## Dataset excerpts
--- START ---

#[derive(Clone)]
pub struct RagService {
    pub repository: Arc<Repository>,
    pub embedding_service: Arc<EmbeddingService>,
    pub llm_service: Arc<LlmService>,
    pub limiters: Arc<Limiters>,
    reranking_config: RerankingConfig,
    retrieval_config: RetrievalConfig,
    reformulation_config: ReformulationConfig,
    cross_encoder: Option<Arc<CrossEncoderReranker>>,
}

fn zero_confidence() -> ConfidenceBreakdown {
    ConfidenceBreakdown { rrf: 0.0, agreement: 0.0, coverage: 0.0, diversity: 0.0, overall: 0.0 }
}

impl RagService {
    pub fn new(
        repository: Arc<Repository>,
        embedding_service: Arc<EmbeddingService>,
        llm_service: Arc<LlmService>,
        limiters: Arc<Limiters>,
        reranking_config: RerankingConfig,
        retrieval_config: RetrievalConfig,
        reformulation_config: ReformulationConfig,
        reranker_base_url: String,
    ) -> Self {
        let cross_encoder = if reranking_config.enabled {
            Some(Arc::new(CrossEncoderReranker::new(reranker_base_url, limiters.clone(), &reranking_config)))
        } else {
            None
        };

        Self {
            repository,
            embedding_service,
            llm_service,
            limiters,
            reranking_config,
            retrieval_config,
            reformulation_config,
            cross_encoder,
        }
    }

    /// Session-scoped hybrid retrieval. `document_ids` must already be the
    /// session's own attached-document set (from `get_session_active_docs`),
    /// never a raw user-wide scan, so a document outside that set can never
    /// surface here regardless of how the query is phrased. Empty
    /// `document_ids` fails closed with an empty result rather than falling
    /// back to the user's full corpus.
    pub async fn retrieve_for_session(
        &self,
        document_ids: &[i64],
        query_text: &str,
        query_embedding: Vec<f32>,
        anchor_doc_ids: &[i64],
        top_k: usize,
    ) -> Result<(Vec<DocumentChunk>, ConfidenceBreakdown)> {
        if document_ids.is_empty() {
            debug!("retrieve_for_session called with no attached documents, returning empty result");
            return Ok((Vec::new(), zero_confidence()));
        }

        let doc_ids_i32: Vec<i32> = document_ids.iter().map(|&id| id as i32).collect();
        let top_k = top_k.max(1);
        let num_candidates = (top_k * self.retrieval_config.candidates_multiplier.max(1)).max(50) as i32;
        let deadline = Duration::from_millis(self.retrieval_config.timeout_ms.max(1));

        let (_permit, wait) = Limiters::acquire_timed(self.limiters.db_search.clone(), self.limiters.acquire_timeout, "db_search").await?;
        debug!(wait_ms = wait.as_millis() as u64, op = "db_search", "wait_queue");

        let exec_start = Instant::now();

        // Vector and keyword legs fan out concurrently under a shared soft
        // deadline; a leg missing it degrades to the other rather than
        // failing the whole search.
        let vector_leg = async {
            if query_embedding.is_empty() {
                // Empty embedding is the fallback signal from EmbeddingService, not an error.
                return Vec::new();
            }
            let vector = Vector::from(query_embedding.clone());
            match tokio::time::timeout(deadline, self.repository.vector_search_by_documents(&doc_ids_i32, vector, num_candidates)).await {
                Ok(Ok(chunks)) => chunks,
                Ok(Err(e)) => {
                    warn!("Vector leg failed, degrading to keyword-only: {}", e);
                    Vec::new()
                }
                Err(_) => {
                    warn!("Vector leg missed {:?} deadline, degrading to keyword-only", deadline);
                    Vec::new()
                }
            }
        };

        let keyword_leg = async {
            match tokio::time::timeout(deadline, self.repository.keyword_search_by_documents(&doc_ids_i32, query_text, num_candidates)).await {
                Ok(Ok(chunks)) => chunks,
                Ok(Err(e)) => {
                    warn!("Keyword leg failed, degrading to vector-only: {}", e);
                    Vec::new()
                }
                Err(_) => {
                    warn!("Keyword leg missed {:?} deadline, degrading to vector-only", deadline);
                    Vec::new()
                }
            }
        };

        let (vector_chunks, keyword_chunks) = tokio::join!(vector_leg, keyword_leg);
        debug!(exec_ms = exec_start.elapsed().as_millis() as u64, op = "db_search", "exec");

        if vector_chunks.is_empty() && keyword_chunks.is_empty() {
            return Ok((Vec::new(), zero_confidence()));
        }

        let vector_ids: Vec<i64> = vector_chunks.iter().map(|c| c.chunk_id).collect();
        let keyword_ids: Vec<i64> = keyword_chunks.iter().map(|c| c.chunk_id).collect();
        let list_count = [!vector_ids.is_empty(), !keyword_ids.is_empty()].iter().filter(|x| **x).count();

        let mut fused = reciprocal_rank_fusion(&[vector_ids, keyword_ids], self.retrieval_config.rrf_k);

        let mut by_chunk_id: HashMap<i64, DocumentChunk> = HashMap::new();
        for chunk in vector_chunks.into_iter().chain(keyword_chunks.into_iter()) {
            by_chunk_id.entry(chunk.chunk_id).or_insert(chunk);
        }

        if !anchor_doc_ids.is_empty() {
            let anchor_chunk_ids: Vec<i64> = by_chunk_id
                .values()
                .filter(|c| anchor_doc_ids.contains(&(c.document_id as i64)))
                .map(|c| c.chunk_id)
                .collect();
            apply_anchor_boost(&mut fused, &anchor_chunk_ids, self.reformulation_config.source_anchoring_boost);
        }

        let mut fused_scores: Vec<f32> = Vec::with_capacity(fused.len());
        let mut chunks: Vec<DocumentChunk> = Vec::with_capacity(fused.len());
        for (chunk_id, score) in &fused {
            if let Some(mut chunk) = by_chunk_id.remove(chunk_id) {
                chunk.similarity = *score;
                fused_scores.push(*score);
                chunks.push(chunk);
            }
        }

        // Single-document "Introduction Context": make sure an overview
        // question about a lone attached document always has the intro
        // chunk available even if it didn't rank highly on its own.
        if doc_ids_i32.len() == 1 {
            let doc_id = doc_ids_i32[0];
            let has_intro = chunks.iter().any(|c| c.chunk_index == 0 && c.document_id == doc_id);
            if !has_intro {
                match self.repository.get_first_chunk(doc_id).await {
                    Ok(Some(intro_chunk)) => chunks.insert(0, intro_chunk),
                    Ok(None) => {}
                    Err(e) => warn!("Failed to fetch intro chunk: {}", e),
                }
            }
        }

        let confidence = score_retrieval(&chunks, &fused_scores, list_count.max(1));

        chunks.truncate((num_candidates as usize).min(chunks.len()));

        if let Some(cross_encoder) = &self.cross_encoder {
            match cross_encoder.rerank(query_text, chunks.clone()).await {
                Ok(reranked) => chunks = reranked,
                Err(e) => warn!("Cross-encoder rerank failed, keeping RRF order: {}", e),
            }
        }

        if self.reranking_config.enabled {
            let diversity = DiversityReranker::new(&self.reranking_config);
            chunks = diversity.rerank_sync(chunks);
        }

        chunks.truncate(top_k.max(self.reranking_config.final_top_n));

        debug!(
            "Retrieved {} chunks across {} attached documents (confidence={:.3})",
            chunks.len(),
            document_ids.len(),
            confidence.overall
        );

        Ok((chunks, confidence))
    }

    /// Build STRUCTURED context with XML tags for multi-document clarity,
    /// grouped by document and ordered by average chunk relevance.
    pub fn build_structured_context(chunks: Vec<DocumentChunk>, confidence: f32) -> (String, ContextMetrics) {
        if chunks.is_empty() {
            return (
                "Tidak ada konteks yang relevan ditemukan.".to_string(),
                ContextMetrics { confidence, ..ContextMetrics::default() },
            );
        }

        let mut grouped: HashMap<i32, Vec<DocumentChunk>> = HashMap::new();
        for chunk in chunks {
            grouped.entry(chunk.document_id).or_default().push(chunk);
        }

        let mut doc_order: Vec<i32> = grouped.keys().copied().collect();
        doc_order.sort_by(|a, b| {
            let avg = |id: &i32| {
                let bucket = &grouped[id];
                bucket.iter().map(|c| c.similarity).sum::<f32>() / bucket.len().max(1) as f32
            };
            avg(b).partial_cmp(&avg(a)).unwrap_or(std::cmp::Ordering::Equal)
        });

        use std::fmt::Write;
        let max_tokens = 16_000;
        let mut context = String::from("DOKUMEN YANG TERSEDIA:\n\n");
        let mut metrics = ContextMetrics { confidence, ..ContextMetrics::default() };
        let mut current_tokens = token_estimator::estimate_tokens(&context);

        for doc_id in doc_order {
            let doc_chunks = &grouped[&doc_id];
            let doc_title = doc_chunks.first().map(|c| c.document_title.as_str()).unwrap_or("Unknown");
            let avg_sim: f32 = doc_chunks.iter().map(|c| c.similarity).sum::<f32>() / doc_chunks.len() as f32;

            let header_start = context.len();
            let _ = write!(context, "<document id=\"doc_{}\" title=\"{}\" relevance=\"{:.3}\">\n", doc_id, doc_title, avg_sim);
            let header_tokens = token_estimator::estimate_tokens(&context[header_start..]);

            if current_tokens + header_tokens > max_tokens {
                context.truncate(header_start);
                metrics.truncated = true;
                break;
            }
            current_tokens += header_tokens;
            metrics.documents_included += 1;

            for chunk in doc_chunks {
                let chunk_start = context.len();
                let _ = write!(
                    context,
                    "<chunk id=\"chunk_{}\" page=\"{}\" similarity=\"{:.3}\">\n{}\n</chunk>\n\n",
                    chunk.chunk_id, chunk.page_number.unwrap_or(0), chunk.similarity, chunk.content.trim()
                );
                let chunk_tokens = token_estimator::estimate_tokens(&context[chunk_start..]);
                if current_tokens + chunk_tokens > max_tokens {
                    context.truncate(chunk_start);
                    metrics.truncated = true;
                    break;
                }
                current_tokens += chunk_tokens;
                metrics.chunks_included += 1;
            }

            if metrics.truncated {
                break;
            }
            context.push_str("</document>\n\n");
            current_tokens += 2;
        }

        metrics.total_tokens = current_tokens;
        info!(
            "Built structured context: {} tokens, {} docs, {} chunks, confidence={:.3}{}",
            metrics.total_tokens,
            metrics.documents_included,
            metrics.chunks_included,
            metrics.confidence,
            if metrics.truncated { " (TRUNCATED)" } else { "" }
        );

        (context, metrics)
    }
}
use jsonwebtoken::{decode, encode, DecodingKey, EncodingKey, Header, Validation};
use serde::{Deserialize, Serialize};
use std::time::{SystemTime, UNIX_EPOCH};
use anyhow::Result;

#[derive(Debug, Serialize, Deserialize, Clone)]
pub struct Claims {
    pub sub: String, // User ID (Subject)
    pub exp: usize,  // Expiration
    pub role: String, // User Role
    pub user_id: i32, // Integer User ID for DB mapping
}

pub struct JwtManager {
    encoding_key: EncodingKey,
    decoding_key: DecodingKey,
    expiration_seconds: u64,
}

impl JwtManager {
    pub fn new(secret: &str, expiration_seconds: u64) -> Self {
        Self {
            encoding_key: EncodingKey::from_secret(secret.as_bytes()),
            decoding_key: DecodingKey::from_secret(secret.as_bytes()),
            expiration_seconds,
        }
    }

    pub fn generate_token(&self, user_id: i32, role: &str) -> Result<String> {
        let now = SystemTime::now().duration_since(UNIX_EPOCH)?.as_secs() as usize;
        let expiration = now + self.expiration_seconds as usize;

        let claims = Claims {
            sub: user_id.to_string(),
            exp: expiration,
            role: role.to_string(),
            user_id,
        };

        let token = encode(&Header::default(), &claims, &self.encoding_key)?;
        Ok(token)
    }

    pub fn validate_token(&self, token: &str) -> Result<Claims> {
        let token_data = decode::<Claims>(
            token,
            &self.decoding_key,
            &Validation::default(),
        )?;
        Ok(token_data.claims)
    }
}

--- END ---
--- START ---

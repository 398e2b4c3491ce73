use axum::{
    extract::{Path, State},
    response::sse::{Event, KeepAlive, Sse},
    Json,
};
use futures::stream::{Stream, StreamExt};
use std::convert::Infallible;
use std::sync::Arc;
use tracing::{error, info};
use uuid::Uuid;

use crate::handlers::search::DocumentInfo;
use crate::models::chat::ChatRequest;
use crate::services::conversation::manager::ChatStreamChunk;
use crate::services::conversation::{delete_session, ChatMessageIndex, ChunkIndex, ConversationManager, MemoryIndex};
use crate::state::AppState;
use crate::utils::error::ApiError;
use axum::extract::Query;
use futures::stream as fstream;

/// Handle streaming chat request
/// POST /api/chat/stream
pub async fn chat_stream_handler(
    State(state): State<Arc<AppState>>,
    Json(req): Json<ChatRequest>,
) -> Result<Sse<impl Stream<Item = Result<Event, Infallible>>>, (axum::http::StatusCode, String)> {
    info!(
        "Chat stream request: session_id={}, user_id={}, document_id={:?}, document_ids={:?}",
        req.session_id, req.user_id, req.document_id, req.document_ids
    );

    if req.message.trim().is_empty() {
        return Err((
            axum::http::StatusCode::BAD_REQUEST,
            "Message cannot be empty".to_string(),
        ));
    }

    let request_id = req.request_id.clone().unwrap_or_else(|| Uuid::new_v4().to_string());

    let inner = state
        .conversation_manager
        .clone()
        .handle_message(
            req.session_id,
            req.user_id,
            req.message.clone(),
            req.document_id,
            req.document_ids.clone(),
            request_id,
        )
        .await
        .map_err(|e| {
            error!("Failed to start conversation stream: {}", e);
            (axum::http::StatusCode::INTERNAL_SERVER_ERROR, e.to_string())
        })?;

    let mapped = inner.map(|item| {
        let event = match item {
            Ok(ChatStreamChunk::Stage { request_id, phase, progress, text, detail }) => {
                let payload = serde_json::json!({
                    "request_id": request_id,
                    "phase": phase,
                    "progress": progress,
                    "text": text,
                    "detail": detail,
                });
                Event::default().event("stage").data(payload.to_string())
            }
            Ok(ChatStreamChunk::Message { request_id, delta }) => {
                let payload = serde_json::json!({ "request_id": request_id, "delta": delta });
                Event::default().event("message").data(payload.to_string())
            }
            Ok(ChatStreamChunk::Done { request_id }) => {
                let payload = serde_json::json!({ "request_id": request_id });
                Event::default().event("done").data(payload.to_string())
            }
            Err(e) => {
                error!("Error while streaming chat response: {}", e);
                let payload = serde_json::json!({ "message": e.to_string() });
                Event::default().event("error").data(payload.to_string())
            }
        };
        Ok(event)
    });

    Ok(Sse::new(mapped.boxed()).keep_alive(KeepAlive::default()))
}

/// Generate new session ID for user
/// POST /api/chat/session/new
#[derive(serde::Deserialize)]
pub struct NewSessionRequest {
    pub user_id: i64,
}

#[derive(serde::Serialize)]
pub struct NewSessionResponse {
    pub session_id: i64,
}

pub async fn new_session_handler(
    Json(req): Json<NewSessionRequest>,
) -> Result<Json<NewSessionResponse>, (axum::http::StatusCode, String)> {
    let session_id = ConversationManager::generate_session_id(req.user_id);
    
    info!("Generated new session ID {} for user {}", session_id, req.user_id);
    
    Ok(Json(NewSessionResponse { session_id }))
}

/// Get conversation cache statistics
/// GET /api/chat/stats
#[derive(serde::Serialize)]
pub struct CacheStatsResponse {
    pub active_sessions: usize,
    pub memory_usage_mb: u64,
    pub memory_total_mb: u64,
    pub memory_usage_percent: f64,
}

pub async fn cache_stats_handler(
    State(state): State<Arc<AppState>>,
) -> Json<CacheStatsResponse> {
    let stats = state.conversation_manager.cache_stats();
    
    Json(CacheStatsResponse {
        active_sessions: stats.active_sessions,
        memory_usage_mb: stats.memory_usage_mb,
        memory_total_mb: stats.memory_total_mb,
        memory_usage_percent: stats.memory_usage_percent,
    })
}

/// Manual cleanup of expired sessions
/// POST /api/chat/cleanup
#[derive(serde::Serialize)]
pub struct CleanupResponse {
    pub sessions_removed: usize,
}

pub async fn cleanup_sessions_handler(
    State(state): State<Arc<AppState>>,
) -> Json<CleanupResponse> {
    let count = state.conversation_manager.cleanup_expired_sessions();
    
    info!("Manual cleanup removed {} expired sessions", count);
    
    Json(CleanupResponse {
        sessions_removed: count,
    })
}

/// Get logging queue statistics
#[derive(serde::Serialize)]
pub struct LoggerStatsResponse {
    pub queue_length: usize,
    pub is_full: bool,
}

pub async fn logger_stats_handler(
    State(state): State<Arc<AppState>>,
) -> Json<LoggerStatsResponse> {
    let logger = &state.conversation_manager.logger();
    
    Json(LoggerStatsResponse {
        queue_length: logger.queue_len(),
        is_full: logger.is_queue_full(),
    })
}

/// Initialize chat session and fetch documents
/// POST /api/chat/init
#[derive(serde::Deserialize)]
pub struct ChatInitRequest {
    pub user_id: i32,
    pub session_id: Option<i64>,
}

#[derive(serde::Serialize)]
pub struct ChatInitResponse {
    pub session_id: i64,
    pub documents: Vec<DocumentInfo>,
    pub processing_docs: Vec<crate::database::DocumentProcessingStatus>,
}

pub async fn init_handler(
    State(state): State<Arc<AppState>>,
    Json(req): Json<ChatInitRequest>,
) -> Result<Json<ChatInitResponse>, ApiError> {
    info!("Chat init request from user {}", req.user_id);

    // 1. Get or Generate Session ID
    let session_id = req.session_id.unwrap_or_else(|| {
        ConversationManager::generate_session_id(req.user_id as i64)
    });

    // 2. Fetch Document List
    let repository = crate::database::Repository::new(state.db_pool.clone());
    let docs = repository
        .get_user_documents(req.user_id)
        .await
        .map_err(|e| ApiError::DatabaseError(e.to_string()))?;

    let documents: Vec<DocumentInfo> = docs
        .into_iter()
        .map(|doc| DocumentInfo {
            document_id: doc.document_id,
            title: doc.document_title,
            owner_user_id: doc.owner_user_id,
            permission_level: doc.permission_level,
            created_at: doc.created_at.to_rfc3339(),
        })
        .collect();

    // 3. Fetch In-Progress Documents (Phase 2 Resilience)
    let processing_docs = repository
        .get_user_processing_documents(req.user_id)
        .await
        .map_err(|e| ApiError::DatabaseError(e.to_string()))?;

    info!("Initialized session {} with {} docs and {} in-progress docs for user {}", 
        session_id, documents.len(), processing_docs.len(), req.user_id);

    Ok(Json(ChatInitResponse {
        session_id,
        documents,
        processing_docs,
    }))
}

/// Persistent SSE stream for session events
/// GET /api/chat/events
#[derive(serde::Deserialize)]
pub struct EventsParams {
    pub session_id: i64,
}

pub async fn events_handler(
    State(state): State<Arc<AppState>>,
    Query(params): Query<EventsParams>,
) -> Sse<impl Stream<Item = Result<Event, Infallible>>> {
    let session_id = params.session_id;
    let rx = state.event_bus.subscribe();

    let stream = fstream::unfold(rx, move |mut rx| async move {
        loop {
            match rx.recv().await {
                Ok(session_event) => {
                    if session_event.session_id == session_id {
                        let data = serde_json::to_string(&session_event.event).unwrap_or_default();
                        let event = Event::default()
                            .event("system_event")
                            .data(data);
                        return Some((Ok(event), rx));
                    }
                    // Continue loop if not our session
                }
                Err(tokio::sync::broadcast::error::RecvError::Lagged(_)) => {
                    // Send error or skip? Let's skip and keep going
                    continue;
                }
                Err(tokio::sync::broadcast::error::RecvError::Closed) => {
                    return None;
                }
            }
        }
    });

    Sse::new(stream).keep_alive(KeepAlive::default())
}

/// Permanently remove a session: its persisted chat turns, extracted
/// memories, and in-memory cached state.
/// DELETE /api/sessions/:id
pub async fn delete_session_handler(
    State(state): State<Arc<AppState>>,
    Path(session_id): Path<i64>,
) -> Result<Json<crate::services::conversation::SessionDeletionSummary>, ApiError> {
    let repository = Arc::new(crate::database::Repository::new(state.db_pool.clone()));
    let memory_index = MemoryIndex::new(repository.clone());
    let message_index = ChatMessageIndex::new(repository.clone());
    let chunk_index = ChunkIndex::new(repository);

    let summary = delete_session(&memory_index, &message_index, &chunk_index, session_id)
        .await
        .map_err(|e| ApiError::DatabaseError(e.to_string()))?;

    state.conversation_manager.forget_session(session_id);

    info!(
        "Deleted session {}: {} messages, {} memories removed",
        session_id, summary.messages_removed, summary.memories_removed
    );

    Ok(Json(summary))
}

--- END ---

## WORK ORDER
Find every line in the records above that contains the word "EmbeddingService", and copy each one.

## SOLUTION FOR THIS TASK
    pub embedding_service: Arc<EmbeddingService>,
        embedding_service: Arc<EmbeddingService>,
                // Empty embedding is the fallback signal from EmbeddingService, not an error.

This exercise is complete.